The bank, which has taken a consistently bullish view on commodities in general and especially on oil, has forecast an average U.S. crude price of $116.90 for this year.
"My view is we will see $150 this year," Benoit de Vitry told the Reuters Global Energy Summit, although he added that did not mean the price would stay at that level.
He disputed that this year's searing rally was speculative, saying commodities markets were rooted in physical assets and the current rally was supported by expectations supply will struggle to meet demand.
"At the end of the day, it translates into physical," he said.
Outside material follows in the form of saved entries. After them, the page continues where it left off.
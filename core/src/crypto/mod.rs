// Copyright (c) 2023 The Bytecoin Developers

//! Cryptographic primitives for the Amethyst output scheme
//!
//! - [keccak]: Keccak-256 contexts, varints and digest reduction
//! - [curve]: generators `G` / `H`, point validation and hash-to-point
//!
//! Group arithmetic is provided by [curve25519_dalek], the field layer
//! here exists only to support [curve::map_to_point].

mod field;

pub mod curve;
pub mod keccak;

pub use curve25519_dalek::{
    edwards::{CompressedEdwardsY, EdwardsPoint},
    scalar::Scalar,
};

pub use curve::{hash_to_point, mul_g, mul_h};
pub use keccak::{Hash, Hasher};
Part of the reason for this year's lurch higher, however, was that the psychological $100 a barrel threshold was breached at the start of January.
"When we broke $50, we went to $80. When you broke through $100, there's no difference. ... $100 was a psychological barrier," he said.
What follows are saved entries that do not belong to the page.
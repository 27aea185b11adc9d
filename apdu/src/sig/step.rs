// Copyright (c) 2023 The Bytecoin Developers

//! Ring signature step APDUs

use curve25519_dalek::{edwards::CompressedEdwardsY, scalar::Scalar};
use encdec::{Decode, Encode};

use crate::{
    helpers::{arr, pt, scalar, secret},
    ApduError, ApduStatic, Instruction, BCN_APDU_CLA,
};

/// Step A (commitment) for the next input, encoded as
/// `[SECRET_LEN, SECRET_MATERIAL, ADDRESS_INDEX]`, see
/// [`KeyImageReq`][crate::key_image::KeyImageReq].
#[derive(Clone, PartialEq, Debug)]
pub struct SigStepA<'a> {
    pub secret_material: &'a [u8],
    pub address_index: u32,
}

impl<'a> SigStepA<'a> {
    pub fn new(secret_material: &'a [u8], address_index: u32) -> Self {
        Self {
            secret_material,
            address_index,
        }
    }
}

impl<'a> ApduStatic for SigStepA<'a> {
    const CLA: u8 = BCN_APDU_CLA;
    const INS: u8 = Instruction::SigStepA as u8;
}

impl<'a> Encode for SigStepA<'a> {
    type Error = ApduError;

    fn encode_len(&self) -> Result<usize, ApduError> {
        Ok(secret::enc_len(self.secret_material))
    }

    fn encode(&self, buff: &mut [u8]) -> Result<usize, ApduError> {
        secret::enc(self.secret_material, self.address_index, buff)
    }
}

impl<'a> Decode<'a> for SigStepA<'a> {
    type Output = Self;
    type Error = ApduError;

    fn decode(buff: &'a [u8]) -> Result<(Self, usize), ApduError> {
        let (secret_material, address_index, n) = secret::dec(buff)?;

        Ok((
            Self {
                secret_material,
                address_index,
            },
            n,
        ))
    }
}

/// Step A response APDU
///
/// ## Encoding:
/// ```text
///  0                   1                   2                   3
///  0 1 2 3 4 5 6 7 8 9 0 1 2 3 4 5 6 7 8 9 0 1 2 3 4 5 6 7 8 9 0 1
/// +-+-+-+-+-+-+-+-+-+-+-+-+-+-+-+-+-+-+-+-+-+-+-+-+-+-+-+-+-+-+-+-+
/// /                        SIG_P (32-byte)                        /
/// +-+-+-+-+-+-+-+-+-+-+-+-+-+-+-+-+-+-+-+-+-+-+-+-+-+-+-+-+-+-+-+-+
/// /                          Y (32-byte)                          /
/// +-+-+-+-+-+-+-+-+-+-+-+-+-+-+-+-+-+-+-+-+-+-+-+-+-+-+-+-+-+-+-+-+
/// /                          Z (32-byte)                          /
/// +-+-+-+-+-+-+-+-+-+-+-+-+-+-+-+-+-+-+-+-+-+-+-+-+-+-+-+-+-+-+-+-+
/// ```
#[derive(Clone, PartialEq, Debug, Encode, Decode)]
#[encdec(error = "ApduError")]
pub struct SigStepAResp {
    #[encdec(with = "pt")]
    pub sig_p: CompressedEdwardsY,
    #[encdec(with = "pt")]
    pub y: CompressedEdwardsY,
    #[encdec(with = "pt")]
    pub z: CompressedEdwardsY,
}

impl SigStepAResp {
    pub fn new(sig_p: CompressedEdwardsY, y: CompressedEdwardsY, z: CompressedEdwardsY) -> Self {
        Self { sig_p, y, z }
    }
}

/// Step B (response) for the next input
///
/// ## Encoding:
/// ```text
///  0                   1                   2                   3
///  0 1 2 3 4 5 6 7 8 9 0 1 2 3 4 5 6 7 8 9 0 1 2 3 4 5 6 7 8 9 0 1
/// +-+-+-+-+-+-+-+-+-+-+-+-+-+-+-+-+-+-+-+-+-+-+-+-+-+-+-+-+-+-+-+-+
/// |  SECRET_LEN   |                                               |
/// +-+-+-+-+-+-+-+-+                                               +
/// /                    SECRET_MATERIAL[SECRET_LEN]                /
/// +-+-+-+-+-+-+-+-+-+-+-+-+-+-+-+-+-+-+-+-+-+-+-+-+-+-+-+-+-+-+-+-+
/// |                         ADDRESS_INDEX                         |
/// +-+-+-+-+-+-+-+-+-+-+-+-+-+-+-+-+-+-+-+-+-+-+-+-+-+-+-+-+-+-+-+-+
/// /                     MY_C (32-byte scalar)                     /
/// +-+-+-+-+-+-+-+-+-+-+-+-+-+-+-+-+-+-+-+-+-+-+-+-+-+-+-+-+-+-+-+-+
/// ```
#[derive(Clone, PartialEq, Debug)]
pub struct SigStepB<'a> {
    pub secret_material: &'a [u8],
    pub address_index: u32,
    /// Challenge for this input's ring position
    pub my_c: Scalar,
}

impl<'a> SigStepB<'a> {
    pub fn new(secret_material: &'a [u8], address_index: u32, my_c: Scalar) -> Self {
        Self {
            secret_material,
            address_index,
            my_c,
        }
    }
}

impl<'a> ApduStatic for SigStepB<'a> {
    const CLA: u8 = BCN_APDU_CLA;
    const INS: u8 = Instruction::SigStepB as u8;
}

impl<'a> Encode for SigStepB<'a> {
    type Error = ApduError;

    fn encode_len(&self) -> Result<usize, ApduError> {
        Ok(secret::enc_len(self.secret_material) + 32)
    }

    fn encode(&self, buff: &mut [u8]) -> Result<usize, ApduError> {
        let mut index = secret::enc(self.secret_material, self.address_index, buff)?;
        index += scalar::enc(&self.my_c, &mut buff[index..])?;
        Ok(index)
    }
}

impl<'a> Decode<'a> for SigStepB<'a> {
    type Output = Self;
    type Error = ApduError;

    fn decode(buff: &'a [u8]) -> Result<(Self, usize), ApduError> {
        let (secret_material, address_index, mut index) = secret::dec(buff)?;

        let (my_c, n) = scalar::dec(&buff[index..])?;
        index += n;

        Ok((
            Self {
                secret_material,
                address_index,
                my_c,
            },
            index,
        ))
    }
}

/// Step B response APDU, containing encrypted response scalars and
/// the encryption key (zero until the final input, or on integrity failure)
///
/// ## Encoding:
/// ```text
///  0                   1                   2                   3
///  0 1 2 3 4 5 6 7 8 9 0 1 2 3 4 5 6 7 8 9 0 1 2 3 4 5 6 7 8 9 0 1
/// +-+-+-+-+-+-+-+-+-+-+-+-+-+-+-+-+-+-+-+-+-+-+-+-+-+-+-+-+-+-+-+-+
/// /                      ENCRYPTED_RR (32-byte)                   /
/// +-+-+-+-+-+-+-+-+-+-+-+-+-+-+-+-+-+-+-+-+-+-+-+-+-+-+-+-+-+-+-+-+
/// /                      ENCRYPTED_RS (32-byte)                   /
/// +-+-+-+-+-+-+-+-+-+-+-+-+-+-+-+-+-+-+-+-+-+-+-+-+-+-+-+-+-+-+-+-+
/// /                      ENCRYPTED_RA (32-byte)                   /
/// +-+-+-+-+-+-+-+-+-+-+-+-+-+-+-+-+-+-+-+-+-+-+-+-+-+-+-+-+-+-+-+-+
/// /                     ENCRYPTION_KEY (32-byte)                  /
/// +-+-+-+-+-+-+-+-+-+-+-+-+-+-+-+-+-+-+-+-+-+-+-+-+-+-+-+-+-+-+-+-+
/// ```
#[derive(Clone, PartialEq, Debug, Encode, Decode)]
#[encdec(error = "ApduError")]
pub struct SigStepBResp {
    #[encdec(with = "arr")]
    pub rr: [u8; 32],
    #[encdec(with = "arr")]
    pub rs: [u8; 32],
    #[encdec(with = "arr")]
    pub ra: [u8; 32],
    #[encdec(with = "arr")]
    pub encryption_key: [u8; 32],
}

#[cfg(test)]
mod test {
    use rand::random;

    use super::*;
    use crate::{test::encode_decode_apdu, MAX_DATA_LEN};

    #[test]
    fn encode_decode_step_a() {
        let material = [0x11u8; 40];
        let mut buff = [0u8; 256];

        let n = encode_decode_apdu(&mut buff, &SigStepA::new(&material, 9));
        assert_eq!(n, 45);

        let apdu = SigStepAResp::new(
            CompressedEdwardsY(random()),
            CompressedEdwardsY(random()),
            CompressedEdwardsY(random()),
        );
        let n = encode_decode_apdu(&mut buff, &apdu);
        assert_eq!(n, 96);
    }

    #[test]
    fn encode_decode_step_b() {
        let material = [0x22u8; MAX_DATA_LEN];
        let mut buff = [0u8; 256];

        let apdu = SigStepB::new(&material, 1, Scalar::from(random::<u64>()));
        let n = encode_decode_apdu(&mut buff, &apdu);
        assert_eq!(n, 1 + MAX_DATA_LEN + 4 + 32);

        let apdu = SigStepBResp {
            rr: random(),
            rs: random(),
            ra: random(),
            encryption_key: random(),
        };
        let n = encode_decode_apdu(&mut buff, &apdu);
        assert_eq!(n, 128);
    }
}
A sustained rally since around 2002 has been accompanied by a wave of investment class money, which tends to lock into markets, although it has become more dynamic, taking short positions, as well as long, de Vitry said.
He argued the impact of investment class money was gradual.
"The price went up not because of more inflow into it," he said.
Industry figures on the amount of investment in commodities are elusive and vary between around $200 billion to around $250 billion for the amounts in indexes that bring together a range of raw materials.
The numbers compare with around $13 billion in 2003, but the growth is explained by the rise in the value of commodity prices and is not just driven by new investment, de Vitry noted.
While long-term investors are not swayed by short-term price moves, price dips could be reasons for so-called fast money to move in.
Another opportunity is the back end of the oil curve, where prices rose well above the front end to more than $145 at the end of May and have since fallen to just above $125 for December 2016, compared with around $122 for the promptest contract on Thursday.
"The structure of the curve is wrong," de Vitry said, suggesting investing in "a front-to-back position on crude oil short-term."
Depending on a player's timeframe, other opportunities included carbon emissions "especially if you believe the U.S. will implement a carbon trading scheme similar to Europe."